At the beginning of the 1950s, John von Neumann (1966) asked himself whether it is possible to design a machine with the ability to create exact copies of itself which would themselves have the ability to produce new copies. Such a machine would have reproductive capabilities comparable to those we find in biological organisms. In this setting, von Neumann’s goal was to design a Universal Constructor capable of reading the instructions for, and assembling, any machine the designer might seek to build. If the instructions specified a Universal Constructor, the machine would have the ability to build a copy of itself. In other words, it would be able to reproduce. If we wanted the copies of the machine to share this ability, all we would have to do would be to copy the instructions and incorporate them in the new machines.

Von Neumann’s model showed that in principle it is possible to create a self-replicating artificial machine. In the early stages of his work, he proposed a mechanical design. However, the design was not convincing and the mechanical details were so complicated they obscured the replication process. After discussions with Stanley Ulam, the great physicist, von Neumann proposed a model based on Cellular Automata. The model - derived from Turing’s universal computer and including several feedback mechanisms - was still very complex. However, Langton (1984) was to show that CAs can generate self-replicating structures that are not universal constructors. This proved that the presence of a Universal Constructor is not a necessary condition for self-replication.

From this point on, the real problem was how to build systems that could do more than self-replicate. In 1995, Tempesti (1995) proposed a loop, similar to Langton’s, enhanced to allow the incorporation of an executable program that would be duplicated and incorporated in every new copy. The program is conserved inside the loop where it is connected to the self-replicating segment of the code. Tempesti considered CAs with 10 states and a neighborhood of 9 cells. His work was followed by studies from Perrier, Sipper and Zahnd (1996), who implemented a loop with the ability to implement any possible program, so long as it was written in a very simple language. A further contribution came from Mange et al. et al. (2004), who built a loop with the ability to act as a Universal Constructor. Julian & Chua (2002) demonstrated special self-replication capabilities in CAs based on 1-dimensional, additive rules. Wolfram (2002) made a similar proposal, disregarding earlier comments by Langton [1984] who had considered this kind of structure as trivial.
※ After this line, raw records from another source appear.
use std::sync::Arc;
use std::time::Duration;

use sqlx::{SqlitePool, sqlite::SqlitePoolOptions};
use thiserror::Error;

use crate::repository::{Storage, Store};

mod kv_repo;
mod migrate;

#[derive(Clone)]
pub struct SqliteStore {
    pool: SqlitePool,
}

#[derive(Debug, Error)]
#[non_exhaustive]
pub enum SqliteInitError {
    #[error(transparent)]
    Sqlx(#[from] sqlx::Error),
}

impl SqliteStore {
    /// Connect to `SQLite` using the given URL.
    ///
    /// # Errors
    ///
    /// Returns `SqliteInitError` if the connection cannot be established or if
    /// the connection pragmas fail during setup.
    pub async fn connect(database_url: &str) -> Result<Self, SqliteInitError> {
        let pool = SqlitePoolOptions::new()
            .max_connections(5)
            .acquire_timeout(Duration::from_secs(5))
            .after_connect(|conn, _meta| {
                Box::pin(async move {
                    sqlx::query("PRAGMA journal_mode = WAL;")
                        .execute(&mut *conn)
                        .await?;
                    sqlx::query("PRAGMA busy_timeout = 5000;")
                        .execute(&mut *conn)
                        .await?;
                    Ok(())
                })
            })
            .connect(database_url)
            .await?;
        Ok(Self { pool })
    }

    #[must_use]
    pub fn pool(&self) -> &SqlitePool {
        &self.pool
    }

    /// Create tables if they do not exist.
    ///
    /// # Errors
    ///
    /// Returns `SqliteInitError` if migration queries fail.
    pub async fn migrate(&self) -> Result<(), SqliteInitError> {
        migrate::run_migrations(&self.pool).await
    }
}

impl Storage {
    /// Build a `Storage` backed by `SQLite`.
    ///
    /// # Errors
    ///
    /// Returns `SqliteInitError` if connection or migrations cannot be
    /// completed.
    pub async fn sqlite(database_url: &str) -> Result<Self, SqliteInitError> {
        let repo = SqliteStore::connect(database_url).await?;
        repo.migrate().await?;
        let store: Arc<dyn Store> = Arc::new(repo);
        Ok(Self { store })
    }
}

#[cfg(test)]
mod tests {
    use super::*;

    #[test]
    fn store_is_send_sync() {
        fn assert_send_sync<T: Send + Sync>() {}
        assert_send_sync::<SqliteStore>();
    }
}
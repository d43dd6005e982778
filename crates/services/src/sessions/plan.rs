use rand::Rng;
use rand::seq::SliceRandom;

use quiz_core::model::{QuestionBank, SessionQuestion};
use quiz_core::scoring::SESSION_SIZE;

/// Questions selected for one session, already answer-shuffled.
#[derive(Debug, Clone, PartialEq)]
pub struct SessionPlan {
    pub questions: Vec<SessionQuestion>,
}

impl SessionPlan {
    #[must_use]
    pub fn total(&self) -> usize {
        self.questions.len()
    }

    #[must_use]
    pub fn is_empty(&self) -> bool {
        self.questions.is_empty()
    }
}

/// Samples a session from a bank.
///
/// Both the question subset and each question's option order come from
/// Fisher-Yates shuffles, so every subset and every ordering is equally likely.
pub struct SessionBuilder<'a> {
    bank: &'a QuestionBank,
    size: usize,
}

impl<'a> SessionBuilder<'a> {
    #[must_use]
    pub fn new(bank: &'a QuestionBank) -> Self {
        Self {
            bank,
            size: SESSION_SIZE,
        }
    }

    /// Cap on sampled questions; the session holds `min(size, bank.len())`.
    #[must_use]
    pub fn with_size(mut self, size: usize) -> Self {
        self.size = size;
        self
    }

    pub fn build<R: Rng + ?Sized>(self, rng: &mut R) -> SessionPlan {
        let source = self.bank.questions();
        let mut picks: Vec<usize> = (0..source.len()).collect();
        picks.shuffle(rng);
        picks.truncate(self.size.min(source.len()));

        let questions = picks
            .into_iter()
            .filter_map(|idx| {
                let question = &source[idx];
                let mut order: Vec<usize> = (0..question.options().len()).collect();
                order.shuffle(rng);
                // `order` is a shuffled identity, so this always succeeds.
                SessionQuestion::from_permutation(idx, question, &order)
            })
            .collect();

        SessionPlan { questions }
    }
}

#[cfg(test)]
mod tests {
    use super::*;
    use quiz_core::model::{LevelId, Question};
    use rand::SeedableRng;
    use rand::rngs::StdRng;
    use std::collections::HashSet;

    fn bank(n: usize) -> QuestionBank {
        let questions = (0..n)
            .map(|i| {
                Question::new(
                    format!("Q{i}"),
                    vec![format!("right{i}"), format!("w{i}a"), format!("w{i}b"), format!("w{i}c")],
                    0,
                )
                .unwrap()
            })
            .collect();
        QuestionBank::new(LevelId::new(1), "T", None, questions)
    }

    #[test]
    fn samples_at_most_session_size_without_duplicates() {
        let bank = bank(25);
        let mut rng = StdRng::seed_from_u64(7);
        let plan = SessionBuilder::new(&bank).build(&mut rng);

        assert_eq!(plan.total(), 10);
        let unique: HashSet<_> = plan.questions.iter().map(SessionQuestion::source_index).collect();
        assert_eq!(unique.len(), 10);
    }

    #[test]
    fn small_bank_uses_every_question() {
        let bank = bank(3);
        let mut rng = StdRng::seed_from_u64(1);
        let plan = SessionBuilder::new(&bank).with_size(10).build(&mut rng);

        let mut sources: Vec<_> = plan.questions.iter().map(SessionQuestion::source_index).collect();
        sources.sort_unstable();
        assert_eq!(sources, vec![0, 1, 2]);
    }

    #[test]
    fn empty_bank_yields_empty_plan() {
        let bank = bank(0);
        let plan = SessionBuilder::new(&bank).build(&mut StdRng::seed_from_u64(3));
        assert!(plan.is_empty());
    }

    #[test]
    fn shuffled_options_keep_correct_text_and_multiset() {
        let bank = bank(12);
        for seed in 0..50 {
            let mut rng = StdRng::seed_from_u64(seed);
            let plan = SessionBuilder::new(&bank).build(&mut rng);
            for q in &plan.questions {
                let source = &bank.questions()[q.source_index()];
                assert_eq!(q.options()[q.correct_index()], source.correct_text());

                let mut shown = q.options().to_vec();
                let mut original = source.options().to_vec();
                shown.sort();
                original.sort();
                assert_eq!(shown, original);
            }
        }
    }

    #[test]
    fn every_question_can_be_selected() {
        let bank = bank(15);
        let mut seen = HashSet::new();
        let mut rng = StdRng::seed_from_u64(99);
        for _ in 0..200 {
            let plan = SessionBuilder::new(&bank).build(&mut rng);
            seen.extend(plan.questions.iter().map(SessionQuestion::source_index));
        }
        assert_eq!(seen.len(), 15);
    }

    #[test]
    fn correct_option_lands_in_every_position() {
        let bank = bank(1);
        let mut positions = HashSet::new();
        let mut rng = StdRng::seed_from_u64(5);
        for _ in 0..200 {
            let plan = SessionBuilder::new(&bank).build(&mut rng);
            positions.insert(plan.questions[0].correct_index());
        }
        assert_eq!(positions.len(), 4);
    }
}
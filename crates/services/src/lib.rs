#![forbid(unsafe_code)]

pub mod app_services;
pub mod config;
pub mod error;
pub mod presenter;
pub mod sessions;
pub mod source;

pub use quiz_core::Clock;
pub use sessions as session;

pub use app_services::QuizServices;
pub use config::QuizConfig;
pub use error::{FetchError, QuizServicesError, SessionError};
pub use presenter::{Presenter, PresenterEvent};
pub use sessions::{
    LevelIntro, QuestionView, QuizRunner, SessionEngine, SessionPhase, SessionProgress,
    SessionStep,
};
pub use source::{BankOrigin, Fetcher, HttpFetcher, QuestionSource, ResolvedBank};
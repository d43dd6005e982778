mod engine;
mod plan;
mod progress;
mod runner;

// Public API of the session subsystem.
pub use crate::error::SessionError;
pub use engine::{
    LevelIntro, LoadTicket, QuestionView, SessionEngine, SessionPhase, SessionStep,
};
pub use plan::{SessionBuilder, SessionPlan};
pub use progress::SessionProgress;
pub use runner::QuizRunner;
In 2002, Bilotta et al. demonstrated the existence of CA’s with self-replicators that join together to form complex structures. The way in which they join is far from arbitrary - each combination obeys specific conditions. Their observed behavior brings to mind, on the one hand, the typical behaviors of additive rules, on the other, the properties of a Universal Constructor. This suggests that the class of self-replicators is far larger than previously thought. In the previous chapter, we also showed how it is possible to increase the complexity of initially simple self-replicators. This suggests that the division between trivial and non-trivial replicators is arbitrary, both being based on the same underlying processes. In this chapter, we return briefly to our discussion of additive rules, showing how we can extend our treatment to other rules (such as ECA90), which can act as templates for complex self-replicators. During the discussion we will see how self-replicating structures can couple to produce more complex systems which are themselves self-replicators. We will see, furthermore that this ability is a property, not just of the rule presented in (Bilotta et al., 2002), but of many rules producing self-replicating structures. These observations bring to mind a form of additivity.